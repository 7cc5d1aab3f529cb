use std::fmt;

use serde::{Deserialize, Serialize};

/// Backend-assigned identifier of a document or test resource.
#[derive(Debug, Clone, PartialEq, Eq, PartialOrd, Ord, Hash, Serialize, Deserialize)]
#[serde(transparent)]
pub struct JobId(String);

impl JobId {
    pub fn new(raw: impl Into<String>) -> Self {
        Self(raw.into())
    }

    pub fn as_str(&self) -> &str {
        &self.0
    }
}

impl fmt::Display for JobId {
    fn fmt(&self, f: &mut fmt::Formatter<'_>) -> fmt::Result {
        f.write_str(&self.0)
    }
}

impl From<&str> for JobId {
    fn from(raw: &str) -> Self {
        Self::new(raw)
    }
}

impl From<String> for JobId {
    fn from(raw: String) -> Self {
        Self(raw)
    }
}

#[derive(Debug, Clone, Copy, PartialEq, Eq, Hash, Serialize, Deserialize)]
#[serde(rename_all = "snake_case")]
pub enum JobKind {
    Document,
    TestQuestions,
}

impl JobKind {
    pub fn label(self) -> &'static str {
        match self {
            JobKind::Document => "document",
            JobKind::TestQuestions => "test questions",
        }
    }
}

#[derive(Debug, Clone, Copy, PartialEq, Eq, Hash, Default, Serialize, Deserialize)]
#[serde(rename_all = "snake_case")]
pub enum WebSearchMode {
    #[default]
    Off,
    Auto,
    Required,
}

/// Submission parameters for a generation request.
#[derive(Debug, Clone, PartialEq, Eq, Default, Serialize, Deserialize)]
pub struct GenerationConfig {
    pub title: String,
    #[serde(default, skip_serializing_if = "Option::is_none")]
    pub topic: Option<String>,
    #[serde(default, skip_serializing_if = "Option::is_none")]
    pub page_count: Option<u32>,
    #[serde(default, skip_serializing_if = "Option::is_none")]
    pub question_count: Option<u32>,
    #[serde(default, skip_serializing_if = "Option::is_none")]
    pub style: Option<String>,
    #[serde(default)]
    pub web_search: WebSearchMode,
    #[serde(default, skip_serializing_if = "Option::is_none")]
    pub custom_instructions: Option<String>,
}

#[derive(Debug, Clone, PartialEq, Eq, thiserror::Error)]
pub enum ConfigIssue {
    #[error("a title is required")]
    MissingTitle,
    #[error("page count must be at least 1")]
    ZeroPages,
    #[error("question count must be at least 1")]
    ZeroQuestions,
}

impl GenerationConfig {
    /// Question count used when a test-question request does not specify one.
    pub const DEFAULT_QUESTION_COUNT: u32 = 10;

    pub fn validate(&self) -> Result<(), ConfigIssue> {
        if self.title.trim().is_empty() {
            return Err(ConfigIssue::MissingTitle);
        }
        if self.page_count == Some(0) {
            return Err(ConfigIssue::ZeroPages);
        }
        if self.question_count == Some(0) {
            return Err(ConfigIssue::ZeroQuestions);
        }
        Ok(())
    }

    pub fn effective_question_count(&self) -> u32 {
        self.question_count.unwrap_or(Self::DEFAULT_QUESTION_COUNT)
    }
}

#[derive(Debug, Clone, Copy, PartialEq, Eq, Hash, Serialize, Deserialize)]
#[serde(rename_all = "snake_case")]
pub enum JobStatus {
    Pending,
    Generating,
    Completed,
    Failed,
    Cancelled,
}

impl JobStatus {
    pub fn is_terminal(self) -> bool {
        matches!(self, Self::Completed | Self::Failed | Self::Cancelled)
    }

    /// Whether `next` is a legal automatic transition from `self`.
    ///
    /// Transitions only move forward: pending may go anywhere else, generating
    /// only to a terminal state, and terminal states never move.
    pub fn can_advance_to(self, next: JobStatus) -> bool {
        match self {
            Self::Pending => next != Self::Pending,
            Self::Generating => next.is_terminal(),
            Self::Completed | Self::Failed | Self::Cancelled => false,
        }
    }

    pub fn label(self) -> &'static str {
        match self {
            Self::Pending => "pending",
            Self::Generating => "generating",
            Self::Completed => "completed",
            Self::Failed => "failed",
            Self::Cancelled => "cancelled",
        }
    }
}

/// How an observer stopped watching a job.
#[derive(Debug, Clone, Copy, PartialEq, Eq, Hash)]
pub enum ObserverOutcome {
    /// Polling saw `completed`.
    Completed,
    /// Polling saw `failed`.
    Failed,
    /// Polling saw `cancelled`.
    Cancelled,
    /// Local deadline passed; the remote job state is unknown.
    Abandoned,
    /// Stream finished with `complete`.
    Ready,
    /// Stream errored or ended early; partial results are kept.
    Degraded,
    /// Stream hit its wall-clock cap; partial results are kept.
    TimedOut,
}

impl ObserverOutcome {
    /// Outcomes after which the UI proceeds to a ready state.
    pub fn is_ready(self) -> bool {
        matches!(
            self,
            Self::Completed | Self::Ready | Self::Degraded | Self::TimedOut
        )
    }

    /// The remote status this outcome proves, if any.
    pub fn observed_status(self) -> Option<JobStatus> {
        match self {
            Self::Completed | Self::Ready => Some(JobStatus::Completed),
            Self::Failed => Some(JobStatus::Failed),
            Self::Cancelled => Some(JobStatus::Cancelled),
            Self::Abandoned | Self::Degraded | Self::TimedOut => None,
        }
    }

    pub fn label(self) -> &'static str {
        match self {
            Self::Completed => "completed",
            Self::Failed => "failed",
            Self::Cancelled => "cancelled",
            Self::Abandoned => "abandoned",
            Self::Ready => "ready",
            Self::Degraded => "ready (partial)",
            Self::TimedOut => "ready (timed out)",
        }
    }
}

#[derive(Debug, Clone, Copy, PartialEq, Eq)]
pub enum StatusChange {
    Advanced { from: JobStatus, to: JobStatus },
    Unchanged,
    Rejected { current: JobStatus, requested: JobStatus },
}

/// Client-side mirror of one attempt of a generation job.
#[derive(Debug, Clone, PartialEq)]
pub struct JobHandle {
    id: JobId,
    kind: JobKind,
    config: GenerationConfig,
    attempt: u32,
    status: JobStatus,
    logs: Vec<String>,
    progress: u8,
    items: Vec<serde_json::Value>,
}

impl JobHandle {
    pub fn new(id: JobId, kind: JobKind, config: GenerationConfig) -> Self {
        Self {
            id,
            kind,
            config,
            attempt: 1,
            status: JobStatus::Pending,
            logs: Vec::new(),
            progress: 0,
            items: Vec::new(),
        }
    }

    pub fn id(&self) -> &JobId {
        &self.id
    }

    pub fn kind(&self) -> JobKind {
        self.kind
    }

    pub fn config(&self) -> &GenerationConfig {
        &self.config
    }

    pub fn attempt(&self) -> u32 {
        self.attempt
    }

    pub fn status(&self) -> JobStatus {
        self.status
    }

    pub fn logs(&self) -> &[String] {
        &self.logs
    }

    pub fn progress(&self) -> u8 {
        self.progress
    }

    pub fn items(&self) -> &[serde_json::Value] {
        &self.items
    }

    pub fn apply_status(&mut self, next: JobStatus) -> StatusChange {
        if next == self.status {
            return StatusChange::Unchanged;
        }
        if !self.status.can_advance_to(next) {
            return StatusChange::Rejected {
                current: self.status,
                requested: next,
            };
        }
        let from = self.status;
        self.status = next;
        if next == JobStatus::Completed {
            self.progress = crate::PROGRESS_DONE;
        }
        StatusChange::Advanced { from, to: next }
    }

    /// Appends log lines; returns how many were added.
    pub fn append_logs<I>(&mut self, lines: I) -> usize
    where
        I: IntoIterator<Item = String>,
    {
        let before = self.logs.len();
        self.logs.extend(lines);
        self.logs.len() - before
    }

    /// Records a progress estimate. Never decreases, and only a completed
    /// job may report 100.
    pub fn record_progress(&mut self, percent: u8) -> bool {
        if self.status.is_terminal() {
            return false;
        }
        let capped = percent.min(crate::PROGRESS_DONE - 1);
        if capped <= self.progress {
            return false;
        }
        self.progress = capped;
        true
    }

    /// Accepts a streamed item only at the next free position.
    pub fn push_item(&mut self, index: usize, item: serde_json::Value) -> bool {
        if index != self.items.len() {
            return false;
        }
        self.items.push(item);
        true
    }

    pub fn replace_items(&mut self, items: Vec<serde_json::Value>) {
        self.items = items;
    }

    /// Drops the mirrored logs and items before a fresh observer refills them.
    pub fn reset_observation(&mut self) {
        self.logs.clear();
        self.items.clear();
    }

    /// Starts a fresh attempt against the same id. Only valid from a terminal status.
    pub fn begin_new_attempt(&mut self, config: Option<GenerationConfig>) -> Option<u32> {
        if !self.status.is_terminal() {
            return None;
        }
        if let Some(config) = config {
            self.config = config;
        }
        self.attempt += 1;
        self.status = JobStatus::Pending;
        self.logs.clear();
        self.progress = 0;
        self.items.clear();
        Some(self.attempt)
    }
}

:: Exercise objective ::
Above are the lines; repeat exactly the ones from the line containing "#[derive(Debug, Clone, PartialEq, Eq, thiserror::Error)]" down to the line containing "pub fn can_advance_to(self, next: JobStatus)", both inclusive.

:: Exercise response ::
#[derive(Debug, Clone, PartialEq, Eq, thiserror::Error)]
pub enum ConfigIssue {
    #[error("a title is required")]
    MissingTitle,
    #[error("page count must be at least 1")]
    ZeroPages,
    #[error("question count must be at least 1")]
    ZeroQuestions,
}

impl GenerationConfig {
    /// Question count used when a test-question request does not specify one.
    pub const DEFAULT_QUESTION_COUNT: u32 = 10;

    pub fn validate(&self) -> Result<(), ConfigIssue> {
        if self.title.trim().is_empty() {
            return Err(ConfigIssue::MissingTitle);
        }
        if self.page_count == Some(0) {
            return Err(ConfigIssue::ZeroPages);
        }
        if self.question_count == Some(0) {
            return Err(ConfigIssue::ZeroQuestions);
        }
        Ok(())
    }

    pub fn effective_question_count(&self) -> u32 {
        self.question_count.unwrap_or(Self::DEFAULT_QUESTION_COUNT)
    }
}

#[derive(Debug, Clone, Copy, PartialEq, Eq, Hash, Serialize, Deserialize)]
#[serde(rename_all = "snake_case")]
pub enum JobStatus {
    Pending,
    Generating,
    Completed,
    Failed,
    Cancelled,
}

impl JobStatus {
    pub fn is_terminal(self) -> bool {
        matches!(self, Self::Completed | Self::Failed | Self::Cancelled)
    }

    /// Whether `next` is a legal automatic transition from `self`.
    ///
    /// Transitions only move forward: pending may go anywhere else, generating
    /// only to a terminal state, and terminal states never move.
    pub fn can_advance_to(self, next: JobStatus) -> bool {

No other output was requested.